# Which is the best red matte lipstick for me ?



## WallE (Feb 19, 2017)

Hi everyone, I'm a Asian girl, so my skin tone's quite warm.
I'm looking for a matte red lipstick, though, most of the matte lipstick is dry, whilst, my lip's quite dry. Do you know any matte red lipstick which has moisture (a little). I can use balm as the basement.
I like Ruby Rush of Tom Ford. Is it keep long when I use balm as the basement ?
Thanks all so much.


----------



## kat913 (Feb 20, 2017)

I don't have Ruby Rush, but I have strong yellow undertones too and some red lipsticks I like are:

Mac Chili (learns quite orange, it's like a burnt orange red...beautiful on warm skin)
Nars Rita (more neutral but still a bit warm learning)

I looked up swatches and ruby rush seems brighter and cooler toned than Nars Rita.
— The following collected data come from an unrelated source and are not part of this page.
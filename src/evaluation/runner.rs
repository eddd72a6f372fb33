use std::fmt;

use serde::Serialize;

use crate::error::{EnvError, EvaluationError};
use crate::profile::ProfileSource;
use crate::sim::controller::Policy;
use crate::sim::engine::Environment;
use crate::sim::kpi::EpisodeMetrics;
use crate::sim::types::StepResult;

/// Runs one complete episode and returns every step result in order.
///
/// # Arguments
///
/// * `env` - Environment to drive; reset at the start
/// * `policy` - Chooses an action from each observation
/// * `seed` - Profile seed for the reset
///
/// # Errors
///
/// Propagates any `EnvError` from `reset` or `step`.
pub fn rollout<S, P>(
    env: &mut Environment<S>,
    policy: &mut P,
    seed: u64,
) -> Result<Vec<StepResult>, EnvError>
where
    S: ProfileSource,
    P: Policy + ?Sized,
{
    let mut observation = env.reset(Some(seed), None)?;
    let mut results = Vec::with_capacity(env.params().env.horizon);
    loop {
        let action = policy.choose_action(&observation);
        let result = env.step_action(&action)?;
        observation = result.observation;
        let done = result.done;
        results.push(result);
        if done {
            break;
        }
    }
    Ok(results)
}

/// Averages over several episodes plus the per-episode details.
#[derive(Debug, Clone, PartialEq, Serialize)]
pub struct EvaluationSummary {
    pub policy: String,
    pub episodes: usize,
    pub avg_reward: f64,
    pub avg_grid_cost: f64,
    pub avg_degradation_cost: f64,
    pub avg_penalty_cost: f64,
    pub avg_unmet_load_kwh: f64,
    pub avg_curtailed_kwh: f64,
    pub avg_import_kwh: f64,
    pub avg_export_kwh: f64,
    pub avg_battery_throughput_kwh: f64,
    pub avg_safety_overrides: f64,
    pub details: Vec<EpisodeMetrics>,
}

impl EvaluationSummary {
    /// Averages the given episode metrics. `details` must be non-empty.
    fn from_details(policy: &str, details: Vec<EpisodeMetrics>) -> Self {
        let n = details.len().max(1) as f64;
        let avg = |f: fn(&EpisodeMetrics) -> f64| details.iter().map(f).sum::<f64>() / n;
        Self {
            policy: policy.to_string(),
            episodes: details.len(),
            avg_reward: avg(|m| m.total_reward),
            avg_grid_cost: avg(|m| m.grid_cost),
            avg_degradation_cost: avg(|m| m.degradation_cost),
            avg_penalty_cost: avg(|m| m.penalty_cost),
            avg_unmet_load_kwh: avg(|m| m.unmet_load_kwh),
            avg_curtailed_kwh: avg(|m| m.curtailed_kwh),
            avg_import_kwh: avg(|m| m.import_kwh),
            avg_export_kwh: avg(|m| m.export_kwh),
            avg_battery_throughput_kwh: avg(|m| m.battery_throughput_kwh),
            avg_safety_overrides: avg(|m| m.safety_overrides as f64),
            details,
        }
    }
}

impl fmt::Display for EvaluationSummary {
    fn fmt(&self, f: &mut fmt::Formatter<'_>) -> fmt::Result {
        writeln!(
            f,
            "--- Evaluation: {} ({} episodes) ---",
            self.policy, self.episodes
        )?;
        writeln!(f, "Avg reward:            {:.3}", self.avg_reward)?;
        writeln!(f, "Avg grid cost:         {:.3}", self.avg_grid_cost)?;
        writeln!(f, "Avg degradation cost:  {:.3}", self.avg_degradation_cost)?;
        writeln!(f, "Avg penalty cost:      {:.3}", self.avg_penalty_cost)?;
        writeln!(f, "Avg unmet load:        {:.2} kWh", self.avg_unmet_load_kwh)?;
        writeln!(f, "Avg curtailed:         {:.2} kWh", self.avg_curtailed_kwh)?;
        writeln!(
            f,
            "Avg import/export:     {:.2} / {:.2} kWh",
            self.avg_import_kwh, self.avg_export_kwh
        )?;
        writeln!(
            f,
            "Avg battery throughput: {:.2} kWh",
            self.avg_battery_throughput_kwh
        )?;
        write!(f, "Avg safety overrides:  {:.2}", self.avg_safety_overrides)
    }
}

/// Evaluates a policy over consecutive seeds `seed_start..seed_start + episodes`.
///
/// # Errors
///
/// Returns `EvaluationError::NoEpisodes` when `episodes == 0`, otherwise
/// propagates environment errors.
pub fn evaluate_policy<S, P>(
    env: &mut Environment<S>,
    policy: &mut P,
    policy_name: &str,
    episodes: usize,
    seed_start: u64,
) -> Result<EvaluationSummary, EvaluationError>
where
    S: ProfileSource,
    P: Policy + ?Sized,
{
    if episodes == 0 {
        return Err(EvaluationError::NoEpisodes);
    }

    let dt = env.params().env.time_step_hours;
    let mut details = Vec::with_capacity(episodes);
    for (episode, seed) in (seed_start..).take(episodes).enumerate() {
        let results = rollout(env, policy, seed)?;
        let metrics = EpisodeMetrics::from_results(episode, &results, dt);
        tracing::debug!(
            policy = policy_name,
            episode,
            seed,
            reward = metrics.total_reward,
            "episode complete"
        );
        details.push(metrics);
    }

    let summary = EvaluationSummary::from_details(policy_name, details);
    tracing::info!(
        policy = policy_name,
        episodes,
        avg_reward = summary.avg_reward,
        "evaluation complete"
    );
    Ok(summary)
}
I personally like deeper reds but it's up to preference. Hope that helps


----------



## LadyBug13 (Feb 21, 2017)

I have a deluxe sample of NARS Velvet Matte Lip Pencil in Cruella. I actually had it on today. Very smooth, lasts for several hours (5 at the most), wasn't drying and didn't transfer much. I would say the color leans more neutral though.


----------



## Vaishali Yadav (Sep 12, 2017)

Russian Red MAC Matte lipstick is the best moisturizing lipstick. I am using this from more than six months and I love it.


----------



## Mirelanavaro (Sep 27, 2017)

Vaishali Yadav said:


> Russian Red MAC Matte lipstick is the best moisturizing lipstick. I am using this from more than six months and I love it.



I agrre !!!! Makes lips look soft, smooth, ultra-moist


----------